The final seminar of the year featured a works-in-progress by Dan Dohan. The group helped him brainstorm ideas for a grant he is interested in developing on cultures of responsible research in STEM laboratories. Our meeting began with an overview of social theories of culture, as explained by Lizardo and Strand in their article, “Skills, toolkits, contexts, and institutions: Clarifying the relationship between different approaches to cognition in cultural sociology.” We compared four approaches and perspectives of culture: classic anthropology, classic sociology, contemporary anthropology, and contemporary sociology.

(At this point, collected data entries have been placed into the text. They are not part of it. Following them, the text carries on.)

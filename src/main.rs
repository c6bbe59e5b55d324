//! Powermix entry point: CLI wiring, entry setup, and event replay.

use std::path::Path;
use std::process;

use powermix::cli::{parse_args, print_usage};
use powermix::config::PowermixConfig;
use powermix::demo::DemoGenerator;
use powermix::entry::EntryRuntime;
use powermix::host::MemoryHost;
use powermix::io::export::export_csv;
use powermix::io::replay::{read_events_from_path, replay};
use powermix::logging::init_tracing;
use tracing::{error, info};

fn load_config(config: Option<&Path>, preset: Option<&str>) -> PowermixConfig {
    let loaded = match (config, preset) {
        (Some(path), _) => PowermixConfig::from_toml_file(path),
        (None, Some(name)) => PowermixConfig::from_preset(name),
        (None, None) => Ok(PowermixConfig::demo()),
    };
    let cfg = loaded.unwrap_or_else(|e| {
        eprintln!("{e}");
        process::exit(1);
    });

    let errors = cfg.validate();
    if !errors.is_empty() {
        for e in &errors {
            eprintln!("{e}");
        }
        process::exit(1);
    }
    cfg
}

fn main() {
    let cli = parse_args().unwrap_or_else(|e| {
        eprintln!("error: {e}");
        print_usage();
        process::exit(1);
    });

    init_tracing(cli.log_json);

    #[cfg(not(feature = "api"))]
    if cli.serve {
        eprintln!("error: --serve requires building with `--features api`");
        process::exit(1);
    }

    let cfg = load_config(cli.config.as_deref(), cli.preset.as_deref());

    let mut host = MemoryHost::new();
    let runtimes: Vec<EntryRuntime> = cfg
        .entries
        .iter()
        .map(|entry| EntryRuntime::setup(&mut host, entry))
        .collect();
    for runtime in &runtimes {
        info!(entry_id = runtime.entry_id(), title = runtime.title(), "entry ready");
    }

    let events = match cli.events.as_deref() {
        Some(path) => read_events_from_path(path).unwrap_or_else(|e| {
            eprintln!("error: {e}");
            process::exit(1);
        }),
        None => DemoGenerator::new(&cfg.demo).events(&cfg),
    };
    info!(events = events.len(), "replaying events");

    let rows = replay(&mut host, &events);
    for row in &rows {
        println!("step {:>4} | {}", row.step, row.state);
    }

    println!();
    for state in host.latest_states() {
        println!("final     | {state}");
    }

    if let Some(ref path) = cli.out {
        if let Err(e) = export_csv(&rows, path) {
            error!(path = %path.display(), "export failed: {e}");
            eprintln!("error: failed to write CSV: {e}");
            process::exit(1);
        }
        eprintln!("Publications written to {}", path.display());
    }

    #[cfg(feature = "api")]
    if cli.serve {
        use std::net::SocketAddr;
        use std::sync::Arc;

        let state = Arc::new(powermix::api::AppState {
            sensors: host.latest_states(),
            publications: rows,
        });
        let addr = SocketAddr::from(([0, 0, 0, 0], cli.port));
        let rt = tokio::runtime::Runtime::new().unwrap_or_else(|e| {
            eprintln!("error: failed to create tokio runtime: {e}");
            process::exit(1);
        });
        if let Err(e) = rt.block_on(powermix::api::serve(state, addr)) {
            eprintln!("error: API server failed: {e}");
            process::exit(1);
        }
    }

    for runtime in runtimes {
        runtime.unload();
    }
}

In contemporary sociology, culture, that is, our ideology, values, or norms, are more powerful when times are socially unsettled – we tend to rely on them more to guide practice. On the other hand, during settled times, culture can work like a toolkit, where we can do things in ways that feel natural to us as individuals instead of relying on particular values or norms. These toolkits form cognition because they are ingrained into how we think and act.

Technological advances can regularly unsettle biological science fields and raise new ethical concerns. Our discussion explored how particular sites in biological science fields do or do not display lab culture, including how to identify the inherited values of team members that have followed them through their experiences, and how their resulting behaviors in new or different groups can change or upset existing ethical cultures. We also spent some time creating strategies to identify the goals of calls for grants that institutions put out, as these institutions have particular ideas and thinking about culture engrained in them already.